Meaning, you just have data stored on people's hard drives?
That would be more expensive because
- You have a much higher failure rate of the storage media as people say "I'm running out of hard drive space. What should I get rid of?"
- You need to recruit those people to give up a resource that (unlike the spare compute cycles that SETI uses) they are likely currently using.
- You have to convince people to trust you to put arbitrary video content on their hard drives. Therefore, you need to have some process for deciding what video content is objectionable enough that you won't store it.
> You have a much higher failure rate of the storage media as people say "I'm running out of hard drive space. What should I get rid of?"

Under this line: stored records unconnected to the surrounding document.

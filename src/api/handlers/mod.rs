//! HTTP request handlers for API endpoints.

pub mod health;
pub mod links;
pub mod redirect;

pub use health::health_handler;
pub use links::create_link_handler;
pub use redirect::redirect_handler;
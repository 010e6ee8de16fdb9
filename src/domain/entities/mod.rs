//! Core domain entities.
//!
//! Entities are plain data structures. Creation input uses a separate
//! `New*` struct so that storage-assigned fields (id, timestamps, counters)
//! can never be supplied by callers.

pub mod link;

pub use link::{Link, NewLink, PLACEHOLDER_PREFIX};
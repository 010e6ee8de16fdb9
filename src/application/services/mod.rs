//! Business logic services for the application layer.

pub mod click_recorder;
pub mod link_service;

pub use click_recorder::ClickRecorder;
pub use link_service::{CreatedLink, LinkService, RepairReport};
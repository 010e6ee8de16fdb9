//! Click event model published to the event channel.

use chrono::{DateTime, SecondsFormat, Utc};
use serde::{Deserialize, Serialize};
use thiserror::Error;

use crate::domain::entities::Link;

/// A single redirect, as seen by downstream telemetry consumers.
///
/// Built by [`crate::application::services::ClickRecorder`] right before it
/// is queued for publishing, never mutated, and dropped after the publish
/// attempt completes. The JSON form is the wire message value; `short_code`
/// is the message key.
///
/// # Wire format
///
/// ```json
/// {
///   "linkId": 42,
///   "shortCode": "G",
///   "timestamp": "2025-01-02T10:30:00.000+00:00",
///   "userAgent": "Mozilla/5.0",
///   "ipAddress": "192.168.1.1",
///   "referer": "https://example.com"
/// }
/// ```
#[derive(Debug, Clone, PartialEq, Eq, Serialize, Deserialize)]
#[serde(rename_all = "camelCase")]
pub struct ClickEvent {
    pub link_id: i64,
    pub short_code: String,
    pub timestamp: String,
    #[serde(default, skip_serializing_if = "Option::is_none")]
    pub user_agent: Option<String>,
    #[serde(default, skip_serializing_if = "Option::is_none")]
    pub ip_address: Option<String>,
    #[serde(default, skip_serializing_if = "Option::is_none")]
    pub referer: Option<String>,
}

/// Reasons a serialized click event is rejected.
#[derive(Debug, Error)]
pub enum EventValidationError {
    #[error("JSON message cannot be empty")]
    Empty,

    #[error("Failed to parse JSON message: {0}")]
    Malformed(#[from] serde_json::Error),

    #[error("linkId must be a positive number, got: {0}")]
    InvalidLinkId(i64),

    #[error("shortCode cannot be blank")]
    BlankShortCode,

    #[error("timestamp must be in ISO-8601 format, got: {0}")]
    InvalidTimestamp(String),
}

impl ClickEvent {
    /// Creates a click event for `link` stamped at `clicked_at`.
    pub fn new(
        link: &Link,
        clicked_at: DateTime<Utc>,
        user_agent: Option<String>,
        ip_address: Option<String>,
        referer: Option<String>,
    ) -> Self {
        Self {
            link_id: link.id,
            short_code: link.short_code.clone(),
            timestamp: clicked_at.to_rfc3339_opts(SecondsFormat::Millis, false),
            user_agent,
            ip_address,
            referer,
        }
    }

    /// The partition/ordering key for this event.
    pub fn key(&self) -> &str {
        &self.short_code
    }

    /// Serializes the event to its wire representation.
    pub fn to_json(&self) -> Result<String, serde_json::Error> {
        serde_json::to_string(self)
    }

    /// Parses a wire message and checks the required fields.
    ///
    /// Accepts timestamps with an explicit offset (`+00:00`, `Z`) as well as
    /// local date-times without one, which are read as UTC.
    ///
    /// # Errors
    ///
    /// See [`EventValidationError`].
    pub fn parse_and_validate(json: &str) -> Result<Self, EventValidationError> {
        if json.trim().is_empty() {
            return Err(EventValidationError::Empty);
        }

        let event: ClickEvent = serde_json::from_str(json)?;
        event.validate()?;
        Ok(event)
    }

    /// Checks required fields of an already-deserialized event.
    pub fn validate(&self) -> Result<(), EventValidationError> {
        if self.link_id <= 0 {
            return Err(EventValidationError::InvalidLinkId(self.link_id));
        }

        if self.short_code.trim().is_empty() {
            return Err(EventValidationError::BlankShortCode);
        }

        if !is_iso8601(&self.timestamp) {
            return Err(EventValidationError::InvalidTimestamp(
                self.timestamp.clone(),
            ));
        }

        Ok(())
    }
}

fn is_iso8601(value: &str) -> bool {
    let value = value.trim();
    if value.is_empty() {
        return false;
    }

    DateTime::parse_from_rfc3339(value).is_ok()
        || chrono::NaiveDateTime::parse_from_str(value, "%Y-%m-%dT%H:%M:%S%.f").is_ok()
}
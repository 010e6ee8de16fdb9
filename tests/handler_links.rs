mod common;

use axum::http::StatusCode;
use linkrelay::domain::codec;
use linkrelay::domain::entities::NewLink;
use linkrelay::domain::repositories::LinkRepository;
use serde_json::json;

#[tokio::test]
async fn test_create_link_derives_code_from_id() {
    let ctx = common::create_test_context();
    let server = ctx.server();

    let response = server
        .post("/api/v1/links")
        .json(&json!({ "longUrl": "https://example.com/some/long/path" }))
        .await;

    response.assert_status(StatusCode::CREATED);

    let body = response.json::<serde_json::Value>();
    let short_code = body["shortCode"].as_str().unwrap();
    assert_eq!(body["shortUrl"], format!("{}/{}", common::BASE_URL, short_code));

    let stored = ctx.repo.find_by_code(short_code).await.unwrap().unwrap();
    assert_eq!(codec::decode(short_code).unwrap(), stored.id);
    assert_eq!(stored.long_url, "https://example.com/some/long/path");
}

#[tokio::test]
async fn test_create_link_with_custom_code() {
    let ctx = common::create_test_context();
    let server = ctx.server();

    let response = server
        .post("/api/v1/links")
        .json(&json!({
            "longUrl": "https://example.com/promo",
            "customShortCode": "promo-24"
        }))
        .await;

    response.assert_status(StatusCode::CREATED);

    let body = response.json::<serde_json::Value>();
    assert_eq!(body["shortCode"], "promo-24");
    assert_eq!(body["shortUrl"], "https://sho.rt/promo-24");
}

#[tokio::test]
async fn test_empty_custom_code_is_ignored() {
    let ctx = common::create_test_context();
    let server = ctx.server();

    let response = server
        .post("/api/v1/links")
        .json(&json!({ "longUrl": "https://example.com", "customShortCode": "" }))
        .await;

    response.assert_status(StatusCode::CREATED);

    let body = response.json::<serde_json::Value>();
    let short_code = body["shortCode"].as_str().unwrap();
    assert!(codec::decode(short_code).is_ok());
}

#[tokio::test]
async fn test_duplicate_custom_code_conflicts() {
    let ctx = common::create_test_context();
    let server = ctx.server();

    let first = server
        .post("/api/v1/links")
        .json(&json!({ "longUrl": "https://example.com/a", "customShortCode": "dup" }))
        .await;
    first.assert_status(StatusCode::CREATED);

    let second = server
        .post("/api/v1/links")
        .json(&json!({ "longUrl": "https://example.com/b", "customShortCode": "dup" }))
        .await;
    second.assert_status(StatusCode::CONFLICT);

    let body = second.json::<serde_json::Value>();
    assert_eq!(body["error"]["code"], "code_taken");
    assert_eq!(body["error"]["message"], "Custom URL is already taken.");

    let stored = ctx.repo.find_by_code("dup").await.unwrap().unwrap();
    assert_eq!(stored.long_url, "https://example.com/a");
}

#[tokio::test]
async fn test_custom_code_too_long() {
    let ctx = common::create_test_context();
    let server = ctx.server();

    let response = server
        .post("/api/v1/links")
        .json(&json!({
            "longUrl": "https://example.com",
            "customShortCode": "abcdefghijk"
        }))
        .await;

    response.assert_status_bad_request();

    let body = response.json::<serde_json::Value>();
    assert_eq!(body["error"]["code"], "code_too_long");
    assert_eq!(ctx.repo.count().await.unwrap(), 0);
}

#[tokio::test]
async fn test_custom_code_at_max_length_is_accepted() {
    let ctx = common::create_test_context();
    let server = ctx.server();

    let response = server
        .post("/api/v1/links")
        .json(&json!({
            "longUrl": "https://example.com",
            "customShortCode": "abcdefghij"
        }))
        .await;

    response.assert_status(StatusCode::CREATED);
}

#[tokio::test]
async fn test_custom_code_with_forbidden_characters() {
    let ctx = common::create_test_context();
    let server = ctx.server();

    for code in ["bad code", "a/b", "ümlaut", "api", "temp_x"] {
        let response = server
            .post("/api/v1/links")
            .json(&json!({ "longUrl": "https://example.com", "customShortCode": code }))
            .await;

        response.assert_status(StatusCode::UNPROCESSABLE_ENTITY);
    }

    assert_eq!(ctx.repo.count().await.unwrap(), 0);
}

#[tokio::test]
async fn test_missing_long_url() {
    let ctx = common::create_test_context();
    let server = ctx.server();

    let response = server
        .post("/api/v1/links")
        .json(&json!({ "customShortCode": "abc" }))
        .await;

    response.assert_status(StatusCode::UNPROCESSABLE_ENTITY);

    let body = response.json::<serde_json::Value>();
    assert_eq!(body["error"]["code"], "validation_error");
}

#[tokio::test]
async fn test_malformed_long_url() {
    let ctx = common::create_test_context();
    let server = ctx.server();

    let response = server
        .post("/api/v1/links")
        .json(&json!({ "longUrl": "not a url" }))
        .await;

    response.assert_status(StatusCode::UNPROCESSABLE_ENTITY);
}

#[tokio::test]
async fn test_malformed_body() {
    let ctx = common::create_test_context();
    let server = ctx.server();

    let response = server.post("/api/v1/links").text("{not json").await;

    response.assert_status(StatusCode::UNPROCESSABLE_ENTITY);
}

#[tokio::test]
async fn test_derived_code_collision_allocates_new_id() {
    let ctx = common::create_test_context();
    let server = ctx.server();

    // Id 1 goes to this custom link, whose code is what id 2 would derive.
    let squatted = codec::encode(2).unwrap();
    ctx.repo
        .insert(NewLink::new("https://example.com/custom", squatted.clone()))
        .await
        .unwrap();

    let response = server
        .post("/api/v1/links")
        .json(&json!({ "longUrl": "https://example.com/derived" }))
        .await;

    response.assert_status(StatusCode::CREATED);

    let body = response.json::<serde_json::Value>();
    let short_code = body["shortCode"].as_str().unwrap();
    assert_ne!(short_code, squatted);
    assert_eq!(codec::decode(short_code).unwrap(), 3);

    let custom = ctx.repo.find_by_code(&squatted).await.unwrap().unwrap();
    assert_eq!(custom.long_url, "https://example.com/custom");
    assert!(ctx.repo.find_placeholders(10).await.unwrap().is_empty());
}
//! API route configuration.

use crate::api::handlers::create_link_handler;
use crate::state::AppState;
use axum::{Router, routing::post};

/// Versioned REST routes, nested under `/api`.
///
/// # Endpoints
///
/// - `POST /v1/links` - Create a short link
pub fn api_routes() -> Router<AppState> {
    Router::new().route("/v1/links", post(create_link_handler))
}
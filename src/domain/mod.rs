//! Domain layer containing business entities and logic.
//!
//! # Architecture
//!
//! - [`entities`] - Core business data structures
//! - [`repositories`] - Data access trait definitions
//! - [`codec`] - Base62 id/short code codec
//! - [`click_event`] - Click telemetry message
//! - [`click_worker`] - Background click publishing worker
//!
//! # Click Processing Flow
//!
//! 1. The redirect handler resolves the link and answers immediately
//! 2. [`crate::application::services::ClickRecorder`] queues a [`click_event::ClickEvent`]
//! 3. [`click_worker::run_click_worker`] hands events to the telemetry publisher in order
//! 4. The publisher delivers them to the event channel, keyed by short code

pub mod click_event;
pub mod click_worker;
pub mod codec;
pub mod entities;
pub mod repositories;
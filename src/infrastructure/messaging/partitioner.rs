//! Key-to-partition mapping.
//!
//! Uses the murmur2 variant of the Kafka default partitioner so that a
//! short code lands on the same partition number a Kafka producer would
//! pick for the same partition count.

const SEED: u32 = 0x9747_b28c;
const M: u32 = 0x5bd1_e995;
const R: u32 = 24;

/// 32-bit murmur2 hash of `data`.
pub fn murmur2(data: &[u8]) -> u32 {
    let length = data.len();
    let mut h = SEED ^ (length as u32);

    let mut chunks = data.chunks_exact(4);
    for chunk in &mut chunks {
        let mut k = u32::from_le_bytes([chunk[0], chunk[1], chunk[2], chunk[3]]);
        k = k.wrapping_mul(M);
        k ^= k >> R;
        k = k.wrapping_mul(M);

        h = h.wrapping_mul(M);
        h ^= k;
    }

    let tail = chunks.remainder();
    if tail.len() == 3 {
        h ^= u32::from(tail[2]) << 16;
    }
    if tail.len() >= 2 {
        h ^= u32::from(tail[1]) << 8;
    }
    if !tail.is_empty() {
        h ^= u32::from(tail[0]);
        h = h.wrapping_mul(M);
    }

    h ^= h >> 13;
    h = h.wrapping_mul(M);
    h ^= h >> 15;
    h
}

/// Partition for `key` among `partitions` partitions.
///
/// # Panics
///
/// Panics if `partitions` is zero; configuration validation rejects that.
pub fn partition_for(key: &str, partitions: u32) -> u32 {
    assert!(partitions > 0, "partition count must be positive");
    (murmur2(key.as_bytes()) & 0x7fff_ffff) % partitions
}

Not really, because data is replicated between many people. People can delete it and other people would still have it.
> You need to recruit those people to give up a resource that (unlike the spare compute cycles that SETI uses) they are likely currently using.
It's no different than people seeding torrents or people just using ipfs. Simply accessing the system would transparently increase availability. In fact, ipfs is probably suited as-is.
> You have to convince people to trust you to put arbitrary video content on their hard drives. Therefore, you need to have some process for deciding what video content is objectionable enough that you won't store it.
No, data will become more accessible as people would consume it. People only need to understand how the system works, they don't need to trust "me" (whoever you refer as "you" in your post).
Yes, so you are designing a distributed system with a higher failure rate of the underlying media. That means you need more replication, so you need more people to donate space.
Same reason Bitcoin and its ilk can't scale. Decentralization throws in essentially a log x exp growth rate on bandwidth and storage for every additional peer on the network. Technology can't keep pace, period.
A YouTube clone that uses a clone of YouTube's infrastructure is expensive, but what about a distributed p2p YouTube clone?
Obviously it's hard to quantify, as it doesn't exist yet, but I think it's technologically feasible.